The Biosimilars Council, a part of the Association for Accessible Medicines, has issued a second component of its recent white paper on barriers to biosimilars in the United States; the newly published segment highlights postmarket barriers to biosimilar adoption and says that they have taken a significant toll on the US healthcare system in terms of lost savings.

The first section of the white paper, released in June 2019, argued that the low number of available biosimilars in the United States is a result of the “patent schemes used by some brand-name pharmaceutical companies to maintain their lucrative product pricing monopolies” and estimated that the financial impact of such delays cost the US healthcare system $7.6 billion in lost savings since 2012.

The newly published material builds on those estimates, stating that, in addition to abuses of the patent system, postmarket barriers to biosimilar adoption—such as anticompetitive practices on the part of reference product sponsors and inadequate incentives to adopt biosimilars—have added an additional $2.2 billion in potential lost savings since 2015, bringing the total amount of lost savings to nearly $10 billion.

The paper relied on data for the 7 biosimilars commercially available in the US market at the end of 2018 (Zarxio, Inflectra, Renflexis, Retacrit, Fulphila, Nivestym, and Udenyca) to calculate lost savings, starting from an assumed price discount of 30% and uptake of 40% for individual biosimilars. Data on pricing were derived from IQVIA information from 2012 through the present.

According to the white paper, hurdles for biosimilars that contribute to lost savings include the use of so-called “rebate traps” by reference product sponsors, which can force health plans to effectively exclude biosimilars by providing a financial incentive to continue to use the brand-name product. Medicare Part B reimbursement policies, too, fail to encourage biosimilars, given that the Part B program pays providers the same add-on for biosimilars as for reference products. According to the Biosimilars Council, this fact means that providers have no incentive to use a lower-cost biosimilar versus a reference drug.

Despite the fact that patients could pay less out-of-pocket for biosimilars than for brand-name drugs, patients rarely receive communication from their providers about the potential cost benefits of seeking out a biosimilar, argues the paper, and misinformation disseminated by reference product sponsors sows doubt among patients about the safety and efficacy of these drugs.

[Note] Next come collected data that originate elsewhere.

/// Config schema types (server, webhook, whatsapp sidecar, deletion pacing).
use std::{path::PathBuf, time::Duration};

use serde::{Deserialize, Serialize};

/// Root configuration.
#[derive(Debug, Clone, Default, Serialize, Deserialize)]
#[serde(default)]
pub struct WabridgeConfig {
    pub server: ServerConfig,
    pub webhook: WebhookConfig,
    pub whatsapp: WhatsAppConfig,
    pub deletion: DeletionConfig,
}

/// HTTP server configuration.
#[derive(Debug, Clone, Serialize, Deserialize)]
#[serde(default)]
pub struct ServerConfig {
    /// Address to bind to. Defaults to "0.0.0.0" so automation hosts on the
    /// LAN can reach the API.
    pub bind: String,
    /// Port to listen on. Defaults to 3000.
    pub port: u16,
}

impl Default for ServerConfig {
    fn default() -> Self {
        Self {
            bind: "0.0.0.0".into(),
            port: 3000,
        }
    }
}

/// Deployment environment, selects which webhook URL inbound messages go to.
#[derive(Debug, Clone, Copy, PartialEq, Eq)]
pub enum Environment {
    Test,
    Prod,
}

impl Environment {
    /// Parse an environment name. Accepts `test`, `prod` and `production`.
    #[must_use]
    pub fn parse(name: &str) -> Option<Self> {
        match name.trim().to_ascii_lowercase().as_str() {
            "test" => Some(Self::Test),
            "prod" | "production" => Some(Self::Prod),
            _ => None,
        }
    }

    #[must_use]
    pub fn as_str(&self) -> &'static str {
        match self {
            Self::Test => "test",
            Self::Prod => "prod",
        }
    }
}

impl std::fmt::Display for Environment {
    fn fmt(&self, f: &mut std::fmt::Formatter<'_>) -> std::fmt::Result {
        f.write_str(self.as_str())
    }
}

/// Outbound webhook that receives inbound WhatsApp messages.
#[derive(Debug, Clone, Serialize, Deserialize)]
#[serde(default)]
pub struct WebhookConfig {
    /// Active environment name ("test" or "prod").
    pub environment: String,
    /// Webhook URL used in the test environment.
    pub test_url: Option<String>,
    /// Webhook URL used in the prod environment.
    pub prod_url: Option<String>,
    /// Per-request timeout for webhook calls.
    pub timeout_secs: u64,
}

impl Default for WebhookConfig {
    fn default() -> Self {
        Self {
            environment: "test".into(),
            test_url: None,
            prod_url: None,
            timeout_secs: 10,
        }
    }
}

impl WebhookConfig {
    /// The parsed environment, falling back to `Test` for unknown names.
    /// Validation reports unknown names separately.
    #[must_use]
    pub fn environment(&self) -> Environment {
        Environment::parse(&self.environment).unwrap_or(Environment::Test)
    }

    /// The webhook URL for the active environment, if one is configured.
    #[must_use]
    pub fn active_url(&self) -> Option<&str> {
        let url = match self.environment() {
            Environment::Test => self.test_url.as_deref(),
            Environment::Prod => self.prod_url.as_deref(),
        };
        url.map(str::trim).filter(|u| !u.is_empty())
    }

    #[must_use]
    pub fn timeout(&self) -> Duration {
        Duration::from_secs(self.timeout_secs.max(1))
    }
}

/// Connection to the WhatsApp Web sidecar (Baileys).
#[derive(Debug, Clone, Serialize, Deserialize)]
#[serde(default)]
pub struct WhatsAppConfig {
    /// WebSocket URL the sidecar listens on.
    pub sidecar_url: String,
    /// Directory containing the sidecar code. When set, the gateway spawns
    /// and supervises the sidecar process itself.
    pub sidecar_dir: Option<PathBuf>,
    /// Entry script inside `sidecar_dir`.
    pub sidecar_entry: String,
    /// Directory the sidecar stores its multi-file auth state in.
    pub auth_dir: PathBuf,
    /// Delay before re-issuing a connect after a recoverable disconnect.
    pub reconnect_delay_ms: u64,
    /// Maximum time to wait for the sidecar to answer a send/delete request.
    pub request_timeout_secs: u64,
    /// Capacity of the inbound message queue feeding the webhook forwarder.
    pub inbound_buffer: usize,
}

impl Default for WhatsAppConfig {
    fn default() -> Self {
        Self {
            sidecar_url: "ws://127.0.0.1:3101".into(),
            sidecar_dir: None,
            sidecar_entry: "dist/index.js".into(),
            auth_dir: PathBuf::from("./auth_info_baileys"),
            reconnect_delay_ms: 3_000,
            request_timeout_secs: 30,
            inbound_buffer: 256,
        }
    }
}

impl WhatsAppConfig {
    #[must_use]
    pub fn reconnect_delay(&self) -> Duration {
        Duration::from_millis(self.reconnect_delay_ms)
    }

    #[must_use]
    pub fn request_timeout(&self) -> Duration {
        Duration::from_secs(self.request_timeout_secs.max(1))
    }
}

/// Bulk deletion behaviour.
#[derive(Debug, Clone, Serialize, Deserialize)]
#[serde(default)]
pub struct DeletionConfig {
    /// Pause between consecutive deletion requests, in milliseconds.
    pub pacing_ms: u64,
}

impl Default for DeletionConfig {
    fn default() -> Self {
        Self { pacing_ms: 200 }
    }
}

impl DeletionConfig {
    #[must_use]
    pub fn pacing(&self) -> Duration {
        Duration::from_millis(self.pacing_ms)
    }
}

As solutions to these problems, the Biosimilars Council proposes that Medicare Part D be improved to ensure that biosimilars are subject to lower cost-sharing. Automatic coverage of biosimilars on Part D formulary tiers immediately after launch, placement of biosimilars on separate formulary tiers to lower patient cost sharing, and provision of specialty tiers for biosimilars above the CMS specialty threshold would all help to achieve this goal, according to the paper.

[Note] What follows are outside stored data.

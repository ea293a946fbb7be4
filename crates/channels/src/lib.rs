//! Messaging connection contract.
//!
//! The gateway never talks to WhatsApp directly. It holds an
//! `Arc<dyn MessagingConnection>` that can send text, retract one of its own
//! messages, and report whether the session is authenticated. Inbound
//! messages flow the other way over an mpsc channel of [`InboundMessage`].

pub mod connection;
pub mod error;
#[cfg(any(test, feature = "test-util"))]
pub mod mock;

pub use {
    connection::{ConnectionState, InboundMessage, MessageKey, MessagingConnection, SentMessage},
    error::{Error, Result},
};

In Part B, waiving cost sharing for patients when a biosimilar is administered and implementing a shared-savings model for biosimilars (in which providers and the Part B program share in savings when a lower-cost biosimilar is used) would both be beneficial, says the council.

The proposals in the paper that relate to Part B echo those included in a letter sent to HHS Secretary Alex Azar earlier this month. In that letter, more than 20 groups representing patients, employers, and others asked HHS to end cost sharing for biosimilars in Part B.